Non nego l’eccezione araba. Tutti la possono constatare “sul campo”. Il nostro patrimonio culturale ha pochi uguali nel mondo. La nostra civiltà accorda uno spazio notevole alla spiritualità, all’etica, ai sentimenti umani, ai legami familiari, alla tolleranza individuale e alla misericordia. Tutti questi contenuti morali costituiscono la nostra eredità, trasmessa di generazione in generazione. Sarebbe follia sacrificarla, perché costituisce l’eccezione positiva che ci distingue dalle altre civiltà. Ma ciò può essere fatto condizione di aver previamente accettato la democrazia, l’uguaglianza tra i sessi e quella dei cittadini davanti alla legge. In mancanza di ciò, tale eccezione contribuirebbe a escludere tutti gli arabi dalla comunità internazionale, che si è data regole comuni. Non possiamo isolarci su un’isola deserta chiamata “mondo arabo”!

Quel rifiuto categorico
Il rifiuto categorico opposto dagli arabi a ogni revisione della loro grammatica e della loro sintassi è un esempio clamoroso della nostra “eccezione negativa”. Al di là della lingua, costituisce un ostacolo a qualsiasi forma di evoluzione intellettuale e dunque a qualsiasi progresso delle società arabe. Se è legittimo ribellarsi energicamente a ogni forma di ingerenza straniera nel nostro modo di vivere e di pensare, dobbiamo, a rigor di logica, opporci anche a ogni invito alla fossilizzazione, sclerosi e chiusura all’interno stesso del mondo arabo.
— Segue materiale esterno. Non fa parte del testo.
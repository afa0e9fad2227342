use std::future::Future;
use std::time::{Duration, SystemTime, UNIX_EPOCH};
use tokio::time::sleep;

use super::LlmError;

/// Retry configuration
#[derive(Debug, Clone)]
pub struct RetryConfig {
    /// Maximum number of retry attempts
    pub max_retries: u32,
    /// Initial delay before first retry
    pub initial_delay: Duration,
    /// Maximum delay between retries
    pub max_delay: Duration,
    /// Multiplier for exponential backoff
    pub backoff_multiplier: f64,
    /// Add random jitter to delays
    pub jitter: bool,
}

impl Default for RetryConfig {
    fn default() -> Self {
        Self {
            max_retries: 3,
            initial_delay: Duration::from_millis(500),
            max_delay: Duration::from_secs(30),
            backoff_multiplier: 2.0,
            jitter: true,
        }
    }
}

impl RetryConfig {
    /// No retries at all; used by tests and one-shot tooling.
    pub fn none() -> Self {
        Self {
            max_retries: 0,
            ..Default::default()
        }
    }

    pub(crate) fn delay_for_attempt(&self, attempt: u32) -> Duration {
        let base_delay =
            self.initial_delay.as_millis() as f64 * self.backoff_multiplier.powi(attempt as i32);

        let mut delay_ms = base_delay.min(self.max_delay.as_millis() as f64);

        // ±25%
        if self.jitter {
            let jitter_range = delay_ms * 0.25;
            let jitter = (unit_noise() * 2.0 - 1.0) * jitter_range;
            delay_ms = (delay_ms + jitter).max(0.0);
        }

        Duration::from_millis(delay_ms as u64)
    }
}

/// Cheap value in [0, 1) from the clock; good enough to spread retries.
fn unit_noise() -> f64 {
    let nanos = SystemTime::now()
        .duration_since(UNIX_EPOCH)
        .unwrap_or_default()
        .subsec_nanos();
    (nanos % 1000) as f64 / 1000.0
}

#[derive(Debug, PartialEq, Eq)]
pub enum RetryDecision {
    Retry,
    NoRetry,
}

/// Classify an error from a provider call.
pub fn is_retryable_error(error: &anyhow::Error) -> RetryDecision {
    if let Some(llm) = error.downcast_ref::<LlmError>() {
        return if llm.is_transient() {
            RetryDecision::Retry
        } else {
            RetryDecision::NoRetry
        };
    }

    if let Some(http) = error.downcast_ref::<reqwest::Error>() {
        if http.is_timeout() || http.is_connect() {
            return RetryDecision::Retry;
        }
        if let Some(status) = http.status() {
            return if status.as_u16() == 429 || status.is_server_error() {
                RetryDecision::Retry
            } else {
                RetryDecision::NoRetry
            };
        }
        return RetryDecision::NoRetry;
    }

    let error_str = error.to_string().to_lowercase();
    let transient = ["timeout", "rate limit", "temporarily unavailable", "overloaded"];
    if transient.iter().any(|p| error_str.contains(p)) {
        RetryDecision::Retry
    } else {
        RetryDecision::NoRetry
    }
}

/// Execute an async operation with retry logic
pub async fn with_retry<F, Fut, T>(config: &RetryConfig, operation: F) -> anyhow::Result<T>
where
    F: Fn() -> Fut,
    Fut: Future<Output = anyhow::Result<T>>,
{
    let mut attempt = 0;
    loop {
        match operation().await {
            Ok(result) => return Ok(result),
            Err(e) => {
                if attempt >= config.max_retries {
                    return Err(e);
                }
                if is_retryable_error(&e) == RetryDecision::NoRetry {
                    tracing::debug!("Permanent error, not retrying: {}", e);
                    return Err(e);
                }

                let delay = config.delay_for_attempt(attempt);
                tracing::warn!(
                    "Attempt {} failed: {}. Retrying in {:?}...",
                    attempt + 1,
                    e,
                    delay
                );
                sleep(delay).await;
                attempt += 1;
            }
        }
    }
}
Per secoli, i “mercanti di religione” si sono giovati scaltramente della natura religiosa esacerbata dei popoli arabo-musulmani. Hanno anche approfittato abilmente della loro ignoranza e della loro credulità, inanellando belle frasi e usando tutte le sottigliezze della lingua classica. Sono riusciti ad assoggettare l’arabo ai loro obiettivi, al costo di renderlo ambiguo e complicato. Hanno scientemente mantenuto i termini sibillini, le costruzioni lambiccate, tali da colpire gli ingenui, i quali, palpitanti di ammirazione di fronte all’eloquenza di questi pseudo-ulema, li hanno seguiti con devozione, mossi da una fede incrollabile. Ce ne sono ancora molti di questi simulatori nel mondo arabo; la loro tattica è immutata e il loro progetto immutabile: imporre la religione e affascinare i fedeli con il loro eloquio.

Diktat vecchi di secoli
La nostra lingua è il nostro tesoro. Abbiamo di che andarne fieri, come del nostro patrimonio intellettuale, culturale e linguistico. Proprio per questa ragione, è nostro dovere tenere testa ai giannizzeri che ci impediscono di riformare e rimaneggiare quelle che sono la nostra grammatica e la nostra coniugazione, e di ridurre così la complessità della nostra lingua. Perché sono loro che bloccano tutte le possibilità dell’intelligenza, ce la richiudono in una galera medievale e la indeboliscono con i loro diktat vecchi di secoli, privi di qualsiasi rapporto con la nostra epoca. L’evoluzione della lingua araba accusa un ritardo di più di mille anni, da quando la civiltà arabo-islamica si è avviata verso il declino. È, questo, un fatto incontestabile che ha un’unica spiegazione: un rispetto esagerato dei lasciti dei nostri antenati e una tendenza a sacralizzare le loro più insignificanti parole, propensione caratteristica della mentalità araba. È giunto il momento di uscire da questo tunnel. Andiamo avanti senza indugio, se non altro per recuperare il tempo perduto e prendere in mano il nostro destino.